¿Aparecen
los nombres de los padres de la Virgen María en los evangelios? Parece que nos
acercamos un poco más a lo importante, pero tampoco le vemos mayor
trascendencia a la pregunta. La respuesta es que «no». Los evangelios nos
hablan de María, la joven de Nazaret que dijo un «sí» rotundo a Dios, pero no dicen
el nombre de sus padres. ¿Tiene alguna importancia?
En
mi experiencia como acompañante de grupos en Tierra Santa, cuando llegamos a la
Iglesia de Santa Ana, junto a la Piscina Probática, allí en Jerusalén, siempre
hago un recuerdo para los padres de la Virgen y hago una breve reflexión y
comentario. Para muchos es una sorpresa, no porque sea fundamental para la fe
católica, simplemente porque no habían caído en la cuenta de este detalle.
Otros preguntan con cierto interés que cómo conocemos sus nombres, si sabemos
más de ellos…
Una
profesora de arte, que venía en el grupo, me hizo caer en la cuenta hace unos
años que en los retablos dedicados a la vida de la Virgen María, sobre todo los
renacentistas y barrocos, comienzan siempre por una tabla que narra «El encuentro
de la Puerta Dorada». En ella se narra con los pinceles una escena aparentemente
trivial: un abrazo de dos personas con una puerta al fondo y con un pastor que
lleva a hombros un cordero. Joaquín, nos dice la venerable tradición del lugar,
era un pastor de los que habitaban humildemente en los alrededores del Templo
de Jerusalén. Los animales que sacrificaban en el Templo, principalmente las
ovejas, estaban en una zona lateral fuera del recinto sagrado, cerca de unos
estanques de agua (la Piscina de Betesda); de ahí también el nombre de «Puerta
de las ovejas» que aún hoy se recuerda en aquel lugar. Pues bien, Joaquín ve
cómo pasan los años y no tiene descendencia. Como judío piadoso y bueno que es,
se retira al desierto para hacer penitencia. Un ángel le comunica que regrese a
Jerusalén porque su oración ha sido escuchada; en la Puerta Dorada, otra de las
Puertas de Jerusalén que llevan aún a día de hoy este nombre, le está esperando
Ana, su esposa, y se funden en un abrazo fecundo. La escena del «Abrazo de la
Puerta Dorada» inicia los retablos de la Virgen María (Santa María de Ateca,
Santa María de Calatayud…), y hace memoria de dos buenos creyentes.
El
evangelio de san Lucas se detiene, en los primeros capítulos, en la presentación de Juan Bautista, precursor de Jesús.
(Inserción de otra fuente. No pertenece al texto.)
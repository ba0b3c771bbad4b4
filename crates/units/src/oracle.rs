//! Running the external unit-conversion oracle.

use std::io::{self, Read};
use std::process::{Child, Command, ExitStatus, Stdio};
use std::sync::mpsc::{self, Receiver, RecvTimeoutError};
use std::thread;
use std::time::{Duration, Instant};

use desk_config::UnitsConfig;
use thiserror::Error;

const POLL_INTERVAL: Duration = Duration::from_millis(25);

/// Anything that can answer `<quantity> -> <target unit>` with oracle-formatted text.
pub trait Oracle {
    fn query(&self, quantity: &str, target: &str) -> Result<String, OracleError>;
}

/// Process-level failures talking to the oracle. None of these are retried.
#[derive(Debug, Error)]
pub enum OracleError {
    #[error("failed to launch unit oracle `{executable}`: {source}")]
    Launch {
        executable: String,
        #[source]
        source: io::Error,
    },
    #[error("unit oracle `{executable}` terminated abnormally ({status}): {stderr}")]
    Terminated {
        executable: String,
        status: String,
        stderr: String,
    },
    #[error("unit oracle `{executable}` did not finish within {timeout:?}")]
    TimedOut {
        executable: String,
        timeout: Duration,
    },
    #[error("failed to collect unit oracle output: {0}")]
    Io(#[from] io::Error),
}

/// GNU `units` run as a child process, one process per query.
#[derive(Debug, Clone, PartialEq)]
pub struct GnuUnits {
    executable: String,
    timeout: Duration,
}

impl GnuUnits {
    /// Oracle at `executable`, killed if a query runs longer than `timeout`.
    pub fn new(executable: impl Into<String>, timeout: Duration) -> Self {
        Self {
            executable: executable.into(),
            timeout,
        }
    }

    /// Oracle built from the `[units]` config section.
    pub fn from_config(config: &UnitsConfig) -> Self {
        Self::new(config.executable.clone(), config.timeout())
    }

    /// Program name or path that gets spawned.
    pub fn executable(&self) -> &str {
        &self.executable
    }

    /// Upper bound on one query, output collection included.
    pub fn timeout(&self) -> Duration {
        self.timeout
    }

    fn wait(&self, child: &mut Child, deadline: Instant) -> Result<ExitStatus, OracleError> {
        loop {
            if let Some(status) = child.try_wait()? {
                return Ok(status);
            }
            let now = Instant::now();
            if now >= deadline {
                // kill fails only if the child already exited; reap it either way
                let _ = child.kill();
                let _ = child.wait();
                return Err(self.timed_out());
            }
            thread::sleep(POLL_INTERVAL.min(deadline - now));
        }
    }

    /// Wait for a pipe reader; a descendant holding the pipe open must not outlive the deadline.
    fn collect(
        &self,
        reader: Receiver<io::Result<Vec<u8>>>,
        deadline: Instant,
    ) -> Result<Vec<u8>, OracleError> {
        let remaining = deadline.saturating_duration_since(Instant::now());
        match reader.recv_timeout(remaining) {
            Ok(bytes) => Ok(bytes?),
            Err(RecvTimeoutError::Timeout) => Err(self.timed_out()),
            Err(RecvTimeoutError::Disconnected) => {
                Err(io::Error::other("oracle pipe reader panicked").into())
            }
        }
    }

    fn timed_out(&self) -> OracleError {
        tracing::warn!(
            "unit oracle `{}` timed out after {:?}",
            self.executable,
            self.timeout
        );
        OracleError::TimedOut {
            executable: self.executable.clone(),
            timeout: self.timeout,
        }
    }
}

impl Default for GnuUnits {
    fn default() -> Self {
        Self::from_config(&UnitsConfig::default())
    }
}

impl Oracle for GnuUnits {
    fn query(&self, quantity: &str, target: &str) -> Result<String, OracleError> {
        tracing::debug!("running {} {:?} {:?}", self.executable, quantity, target);
        let deadline = Instant::now() + self.timeout;
        // `--` keeps a negative quantity such as `-2.5degC` from reading as options
        let mut child = Command::new(&self.executable)
            .arg("--")
            .arg(quantity)
            .arg(target)
            .stdin(Stdio::null())
            .stdout(Stdio::piped())
            .stderr(Stdio::piped())
            .spawn()
            .map_err(|source| OracleError::Launch {
                executable: self.executable.clone(),
                source,
            })?;

        // drained on their own threads so a full pipe cannot stall the child
        let stdout = drain(child.stdout.take());
        let stderr = drain(child.stderr.take());
        let status = self.wait(&mut child, deadline)?;
        let stdout = self.collect(stdout, deadline)?;
        let stderr = String::from_utf8_lossy(&self.collect(stderr, deadline)?).into_owned();

        if status.code().is_none() {
            tracing::warn!("unit oracle `{}` terminated by {}", self.executable, status);
            return Err(OracleError::Terminated {
                executable: self.executable.clone(),
                status: status.to_string(),
                stderr,
            });
        }
        if !status.success() {
            // GNU units exits non-zero on conformability errors; stdout still holds the answer
            tracing::debug!(
                "unit oracle `{}` exited with {}: {}",
                self.executable,
                status,
                stderr.trim()
            );
        }
        Ok(String::from_utf8_lossy(&stdout).into_owned())
    }
}

fn drain<R: Read + Send + 'static>(pipe: Option<R>) -> Receiver<io::Result<Vec<u8>>> {
    let (tx, rx) = mpsc::channel();
    thread::spawn(move || {
        let mut buffer = Vec::new();
        let read = match pipe {
            Some(mut pipe) => pipe.read_to_end(&mut buffer).map(|_| buffer),
            None => Ok(buffer),
        };
        // the receiver is gone once the query has timed out
        let _ = tx.send(read);
    });
    rx
}

#[cfg(test)]
mod tests {
    use super::*;

    #[test]
    fn default_oracle_follows_default_config() {
        let oracle = GnuUnits::default();
        assert_eq!(oracle.executable(), desk_config::DEFAULT_UNITS_EXECUTABLE);
        assert_eq!(
            oracle.timeout(),
            Duration::from_millis(desk_config::DEFAULT_TIMEOUT_MS)
        );
    }

    #[test]
    fn missing_executable_is_a_launch_failure() {
        let oracle = GnuUnits::new("desk-units-oracle-that-does-not-exist", Duration::from_secs(1));
        match oracle.query("1meter", "feet") {
            Err(OracleError::Launch { executable, source }) => {
                assert_eq!(executable, "desk-units-oracle-that-does-not-exist");
                assert_eq!(source.kind(), io::ErrorKind::NotFound);
            }
            other => panic!("expected launch failure, got {other:?}"),
        }
    }
}
use std::path::PathBuf;

use chrono::NaiveDate;
use clap::Parser;
use desk_calculator::cli::{init_logging, load_config};
use desk_calculator::dataplan;

#[derive(Parser)]
#[command(
    author,
    version,
    about = "Compare this cycle's data usage against a uniform pace"
)]
struct Cli {
    /// Data used so far this cycle, in GB
    #[arg(long)]
    used: f64,

    /// Monthly allowance in GB (defaults to the config file)
    #[arg(long)]
    allowance: Option<f64>,

    /// Day of the month the allowance resets (defaults to the config file, then 11)
    #[arg(long)]
    reset_day: Option<u32>,

    /// Evaluate as of this date (YYYY-MM-DD) instead of today
    #[arg(long)]
    today: Option<NaiveDate>,

    /// Configuration file (TOML or YAML)
    #[arg(long)]
    config: Option<PathBuf>,

    #[arg(short, long, default_value_t = false)]
    verbose: bool,
}

fn main() -> anyhow::Result<()> {
    let cli = Cli::parse();
    init_logging(cli.verbose);

    let plan = load_config(cli.config.as_deref())?.data_plan;
    let allowance = cli.allowance.or(plan.allowance_gb).ok_or_else(|| {
        anyhow::anyhow!("no data allowance given; pass --allowance or set data_plan.allowance_gb")
    })?;
    let reset_day = cli.reset_day.unwrap_or(plan.reset_day);

    let report = match cli.today {
        Some(today) => dataplan::report(cli.used, allowance, reset_day, today)?,
        None => dataplan::report_now(cli.used, allowance, reset_day)?,
    };
    println!("{report}");
    Ok(())
}
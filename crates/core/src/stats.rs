//! Summary statistics over slices of numbers.

/// Exactly rounded floating-point sum.
///
/// Keeps a list of non-overlapping partial sums (Shewchuk's algorithm) so the
/// result does not depend on the order of the inputs.
pub fn fsum(values: &[f64]) -> f64 {
    let mut partials: Vec<f64> = Vec::new();
    for &value in values {
        let mut x = value;
        let mut kept = 0;
        for i in 0..partials.len() {
            let mut y = partials[i];
            if x.abs() < y.abs() {
                std::mem::swap(&mut x, &mut y);
            }
            let hi = x + y;
            let lo = y - (hi - x);
            if lo != 0.0 {
                partials[kept] = lo;
                kept += 1;
            }
            x = hi;
        }
        partials.truncate(kept);
        partials.push(x);
    }
    partials.iter().sum()
}

/// Integer sum.
pub fn isum(values: &[i64]) -> i64 {
    values.iter().sum()
}

/// Arithmetic mean, `None` for an empty slice.
pub fn mean(values: &[f64]) -> Option<f64> {
    if values.is_empty() {
        return None;
    }
    Some(fsum(values) / values.len() as f64)
}

/// Population standard deviation.
pub fn std_dev(values: &[f64]) -> Option<f64> {
    let avg = mean(values)?;
    let squares: Vec<f64> = values.iter().map(|v| (v - avg).powi(2)).collect();
    Some((fsum(&squares) / values.len() as f64).sqrt())
}

/// Relative standard deviation in percent; `None` when the mean is zero.
pub fn pct_rsd(values: &[f64]) -> Option<f64> {
    let avg = mean(values)?;
    if avg == 0.0 {
        return None;
    }
    Some(std_dev(values)? / avg * 100.0)
}

#[cfg(test)]
mod tests {
    use super::*;

    #[test]
    fn fsum_cancels_exactly() {
        assert_eq!(fsum(&[1e100, 1.0, -1e100]), 1.0);
        assert_eq!(fsum(&[0.1; 10]), 1.0);
        assert_eq!(fsum(&[]), 0.0);
    }

    #[test]
    fn population_statistics() {
        let data = [2.0, 4.0, 4.0, 4.0, 5.0, 5.0, 7.0, 9.0];
        assert_eq!(mean(&data), Some(5.0));
        assert_eq!(std_dev(&data), Some(2.0));
        assert_eq!(pct_rsd(&data), Some(40.0));
        assert_eq!(isum(&[1, 2, 3, -4]), 2);
    }

    #[test]
    fn degenerate_inputs() {
        assert_eq!(mean(&[]), None);
        assert_eq!(std_dev(&[]), None);
        assert_eq!(pct_rsd(&[-1.0, 1.0]), None);
    }
}
use std::path::PathBuf;

use clap::Parser;
use desk_calculator::cli::{init_logging, load_config};
use desk_calculator::units::{Converter, GnuUnits};

#[derive(Parser)]
#[command(
    author,
    version,
    about = "Convert a quantity between units using GNU units"
)]
struct Cli {
    /// Amount expressed in the source unit
    #[arg(allow_negative_numbers = true)]
    value: f64,

    /// Source unit expression (e.g. `meter`, `mi/hr`)
    from: String,

    /// Destination unit expression
    to: String,

    /// Print only the forward factor; exit with an error when there is none
    #[arg(long, default_value_t = false, conflicts_with = "json")]
    factor_only: bool,

    /// Print the structured result as JSON
    #[arg(long, default_value_t = false)]
    json: bool,

    /// Oracle executable (overrides the config file)
    #[arg(long)]
    executable: Option<String>,

    /// Oracle timeout in milliseconds (overrides the config file)
    #[arg(long, value_parser = clap::value_parser!(u64).range(1..))]
    timeout_ms: Option<u64>,

    /// Configuration file (TOML or YAML)
    #[arg(long)]
    config: Option<PathBuf>,

    /// Log oracle invocations to stderr
    #[arg(short, long, default_value_t = false)]
    verbose: bool,
}

fn main() -> anyhow::Result<()> {
    let cli = Cli::parse();
    init_logging(cli.verbose);

    let mut units = load_config(cli.config.as_deref())?.units;
    if let Some(executable) = cli.executable {
        units.executable = executable;
    }
    if let Some(timeout_ms) = cli.timeout_ms {
        units.timeout_ms = timeout_ms;
    }
    let converter = Converter::new(GnuUnits::from_config(&units));

    if cli.factor_only {
        let factor = converter
            .convert_or_none(cli.value, &cli.from, &cli.to, true)?
            .ok_or_else(|| {
                anyhow::anyhow!(
                    "no conversion factor from `{}{}` to `{}`",
                    cli.value,
                    cli.from,
                    cli.to
                )
            })?;
        println!("{factor}");
        return Ok(());
    }

    let result = converter.convert(cli.value, &cli.from, &cli.to)?;
    if cli.json {
        println!("{}", serde_json::to_string_pretty(&result)?);
    } else {
        println!("{result}");
    }
    Ok(())
}
//! Number formatting: scientific and engineering notation, arbitrary radix,
//! and rational approximations rendered as fractions or mixed numbers.

pub mod fraction;
pub mod notation;

pub use fraction::{fraction, frac, limit_denominator, mixed};
pub use notation::{eng, sci, to_base};

use thiserror::Error;

/// Errors surfaced by the formatting helpers.
#[derive(Debug, Error, PartialEq)]
pub enum FormatError {
    #[error("radix {0} is outside 2..=36")]
    InvalidBase(u32),
    #[error("maximum denominator must be at least 1")]
    InvalidDenominator,
    #[error("{0} has no rational representation")]
    NonFinite(f64),
}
Juan
Bautista es anunciado por el ángel a Zacarías, su padre; luego sabemos que su
madre, Isabel, se beneficia de la visita de María en el encuentro de las dos
madres: Isabel y María en estado de buena esperanza, abrazando la historia de
la salvación. Sabemos los nombres de los padres de Juan Bautista, pero no
sabemos por los evangelios los nombres de María.
El
pueblo sencillo, el pueblo creyente, el que avanza en el camino de la fe y la
transmite de padres a hijos, ha entendido siempre que María es una mujer
creyente educada en la fe y el amor de sus padres. María no es una mujer ni
aburguesada ni altiva. Es del pueblo sencillo, del Israel de a pie, no de sus
clases dirigentes; es una mujer limpia y humilde, no complicada y engreída.
María lo aprendió en casa; aprendió de su padre Joaquín que era un pastor de
ovejas (oficio impuro en los conceptos de pureza del judaísmo) y de su madre
Ana. Aprendió a creer en Dios y a descubrir que la mayor riqueza es Dios. Esto
no lo digo yo, lo dicen los grandes biblistas cuando nos hablan de los
«anawim», de los «pobres del Señor» que confiaban y esperaban el cumplimiento
de las promesas de Dios. Ana y Joaquín, como Zacarías e Isabel, como Simeón y
Ana en el Templo de Jerusalén, todos formaban parte de estos «creyentes
limpios, sencillos y a la vez firmes en que el Señor no falla». Joaquín y Ana,
reivindican la fe del pueblo de Dios.